Records from a dataset:
########################################

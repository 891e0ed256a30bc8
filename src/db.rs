//! Local SQLite database layer for the offline transaction engine.
//!
//! Uses rusqlite with WAL mode and `synchronous = FULL` so an acknowledged
//! enqueue survives a crash. Provides schema migrations, settings helpers,
//! and the shared connection state used by the queue and wallet reconciler.

use rusqlite::{params, Connection};
use std::fs;
use std::path::{Path, PathBuf};
use std::sync::{Mutex, MutexGuard};
use tracing::{error, info, warn};

use crate::error::{Result, SyncError};

/// Shared state holding the database connection.
pub struct DbState {
    pub conn: Mutex<Connection>,
    pub db_path: PathBuf,
}

impl DbState {
    pub fn lock(&self) -> Result<MutexGuard<'_, Connection>> {
        self.conn
            .lock()
            .map_err(|e| SyncError::Persistence(format!("db lock poisoned: {e}")))
    }
}

/// Current schema version. Bump when adding new migrations.
const CURRENT_SCHEMA_VERSION: i32 = 3;

const DB_FILE_NAME: &str = "pos-sync.db";

/// Initialize the database at `{data_dir}/pos-sync.db`.
///
/// Creates the directory if needed, opens the connection, sets pragmas and
/// runs pending migrations. Unlike a cache database the queue file is never
/// deleted on open failure: it may hold unsynced sales.
pub fn init(data_dir: &Path) -> Result<DbState> {
    fs::create_dir_all(data_dir)
        .map_err(|e| SyncError::Persistence(format!("Failed to create data dir: {e}")))?;

    let db_path = data_dir.join(DB_FILE_NAME);
    info!("Opening database at {}", db_path.display());

    let conn = match open_and_configure(&db_path) {
        Ok(c) => c,
        Err(first_err) => {
            warn!(
                error = %first_err,
                "Database open failed, retrying once without touching the file"
            );
            open_and_configure(&db_path).map_err(|e| {
                error!(error = %e, "Database open failed after retry");
                e
            })?
        }
    };

    run_migrations(&conn)?;

    info!("Database initialized (schema v{CURRENT_SCHEMA_VERSION})");

    Ok(DbState {
        conn: Mutex::new(conn),
        db_path,
    })
}

/// In-memory database with the full schema. Used by tests and demos.
pub fn open_in_memory() -> Result<DbState> {
    let conn = Connection::open_in_memory()?;
    conn.execute_batch(
        "PRAGMA foreign_keys = ON;
         PRAGMA busy_timeout = 5000;",
    )?;
    run_migrations(&conn)?;
    Ok(DbState {
        conn: Mutex::new(conn),
        db_path: PathBuf::from(":memory:"),
    })
}

/// Open the database file and apply pragmas.
fn open_and_configure(path: &Path) -> Result<Connection> {
    let conn = Connection::open(path)
        .map_err(|e| SyncError::Persistence(format!("sqlite open: {e}")))?;

    conn.execute_batch(
        "PRAGMA journal_mode = WAL;
         PRAGMA foreign_keys = ON;
         PRAGMA busy_timeout = 5000;
         PRAGMA synchronous = FULL;",
    )
    .map_err(|e| SyncError::Persistence(format!("pragma setup: {e}")))?;

    Ok(conn)
}

/// Run all pending migrations up to `CURRENT_SCHEMA_VERSION`.
fn run_migrations(conn: &Connection) -> Result<()> {
    conn.execute_batch(
        "CREATE TABLE IF NOT EXISTS schema_version (
            version INTEGER PRIMARY KEY,
            applied_at TEXT DEFAULT (datetime('now'))
        );",
    )
    .map_err(|e| SyncError::Persistence(format!("create schema_version: {e}")))?;

    let current: i32 = conn
        .query_row(
            "SELECT COALESCE(MAX(version), 0) FROM schema_version",
            [],
            |row| row.get(0),
        )
        .unwrap_or(0);

    if current >= CURRENT_SCHEMA_VERSION {
        info!("Database schema up to date (v{current})");
        return Ok(());
    }

    info!("Migrating database from v{current} to v{CURRENT_SCHEMA_VERSION}");

    if current < 1 {
        migrate_v1(conn)?;
    }
    if current < 2 {
        migrate_v2(conn)?;
    }
    if current < 3 {
        migrate_v3(conn)?;
    }

    Ok(())
}

/// Migration v1: settings and the offline transaction queue.
fn migrate_v1(conn: &Connection) -> Result<()> {
    conn.execute_batch(
        "
        -- local_settings (category/key/value store)
        CREATE TABLE IF NOT EXISTS local_settings (
            setting_category TEXT NOT NULL,
            setting_key TEXT NOT NULL,
            setting_value TEXT NOT NULL,
            updated_at TEXT DEFAULT (datetime('now')),
            PRIMARY KEY (setting_category, setting_key)
        );

        -- offline_transactions (durable sale/recharge queue)
        CREATE TABLE IF NOT EXISTS offline_transactions (
            seq INTEGER PRIMARY KEY AUTOINCREMENT,
            id TEXT NOT NULL UNIQUE,
            receipt_id TEXT NOT NULL UNIQUE,
            wallet_id TEXT NOT NULL,
            amount INTEGER NOT NULL,
            items TEXT NOT NULL DEFAULT '[]',
            payment_method TEXT NOT NULL,
            status TEXT NOT NULL DEFAULT 'PENDING'
                CHECK(status IN ('PENDING', 'SYNCING', 'SYNCED', 'FAILED')),
            retry_count INTEGER NOT NULL DEFAULT 0,
            last_attempt_at TEXT,
            last_error TEXT,
            created_at TEXT NOT NULL,
            updated_at TEXT NOT NULL
        );

        CREATE INDEX IF NOT EXISTS idx_offline_tx_status_created
            ON offline_transactions(status, created_at);
        CREATE INDEX IF NOT EXISTS idx_offline_tx_wallet
            ON offline_transactions(wallet_id);

        INSERT INTO schema_version (version) VALUES (1);
        ",
    )
    .map_err(|e| {
        error!("Migration v1 failed: {e}");
        SyncError::Persistence(format!("migration v1: {e}"))
    })?;

    info!("Applied migration v1 (settings + offline transaction queue)");
    Ok(())
}

/// Migration v2: server-confirmed wallet balances.
fn migrate_v2(conn: &Connection) -> Result<()> {
    conn.execute_batch(
        "
        CREATE TABLE IF NOT EXISTS wallet_balances (
            wallet_id TEXT PRIMARY KEY,
            confirmed_balance INTEGER NOT NULL,
            source_receipt_id TEXT,
            confirmed_at TEXT NOT NULL
        );

        INSERT INTO schema_version (version) VALUES (2);
        ",
    )
    .map_err(|e| {
        error!("Migration v2 failed: {e}");
        SyncError::Persistence(format!("migration v2: {e}"))
    })?;

    info!("Applied migration v2 (wallet_balances table)");
    Ok(())
}

fn column_exists(conn: &Connection, table: &str, column: &str) -> Result<bool> {
    let mut stmt = conn.prepare(&format!("PRAGMA table_info({table})"))?;
    let mut rows = stmt.query([])?;
    while let Some(row) = rows.next()? {
        let name: String = row.get(1)?;
        if name == column {
            return Ok(true);
        }
    }
    Ok(false)
}

/// Migration v3: retry scheduling, operator attention flag and server
/// confirmation fields on the queue.
fn migrate_v3(conn: &Connection) -> Result<()> {
    let columns = [
        ("next_retry_at", "TEXT"),
        ("needs_attention", "INTEGER NOT NULL DEFAULT 0"),
        ("server_id", "TEXT"),
        ("balance_after", "INTEGER"),
    ];
    for (column, decl) in columns {
        if !column_exists(conn, "offline_transactions", column)? {
            conn.execute_batch(&format!(
                "ALTER TABLE offline_transactions ADD COLUMN {column} {decl};"
            ))
            .map_err(|e| SyncError::Persistence(format!("migration v3 add {column}: {e}")))?;
        }
    }

    conn.execute_batch(
        "
        CREATE INDEX IF NOT EXISTS idx_offline_tx_next_retry
            ON offline_transactions(status, next_retry_at);

        INSERT INTO schema_version (version) VALUES (3);
        ",
    )
    .map_err(|e| {
        error!("Migration v3 failed: {e}");
        SyncError::Persistence(format!("migration v3: {e}"))
    })?;

    info!("Applied migration v3 (retry scheduling + attention flag)");
    Ok(())
}

// ---------------------------------------------------------------------------
// Settings helpers
// ---------------------------------------------------------------------------

/// Get a single setting value.
pub fn get_setting(conn: &Connection, category: &str, key: &str) -> Option<String> {
    conn.query_row(
        "SELECT setting_value FROM local_settings WHERE setting_category = ?1 AND setting_key = ?2",
        params![category, key],
        |row| row.get(0),
    )
    .ok()
}

/// Insert or update a setting.
pub fn set_setting(conn: &Connection, category: &str, key: &str, value: &str) -> Result<()> {
    conn.execute(
        "INSERT INTO local_settings (setting_category, setting_key, setting_value, updated_at)
         VALUES (?1, ?2, ?3, datetime('now'))
         ON CONFLICT(setting_category, setting_key) DO UPDATE SET
            setting_value = excluded.setting_value,
            updated_at = excluded.updated_at",
        params![category, key, value],
    )
    .map_err(|e| SyncError::Persistence(format!("set_setting: {e}")))?;
    Ok(())
}

// ===========================================================================
// Tests
// ===========================================================================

########################################

What is expected:
Only the lines above, from the first through the one holding "adding new migrations.", are to be output, and they must be copied exactly.

Your response:
repository 891e0ed256a30bc8
filename src/db.rs
//! Local SQLite database layer for the offline transaction engine.
//!
//! Uses rusqlite with WAL mode and `synchronous = FULL` so an acknowledged
//! enqueue survives a crash. Provides schema migrations, settings helpers,
//! and the shared connection state used by the queue and wallet reconciler.

use rusqlite::{params, Connection};
use std::fs;
use std::path::{Path, PathBuf};
use std::sync::{Mutex, MutexGuard};
use tracing::{error, info, warn};

use crate::error::{Result, SyncError};

/// Shared state holding the database connection.
pub struct DbState {
    pub conn: Mutex<Connection>,
    pub db_path: PathBuf,
}

impl DbState {
    pub fn lock(&self) -> Result<MutexGuard<'_, Connection>> {
        self.conn
            .lock()
            .map_err(|e| SyncError::Persistence(format!("db lock poisoned: {e}")))
    }
}

/// Current schema version. Bump when adding new migrations.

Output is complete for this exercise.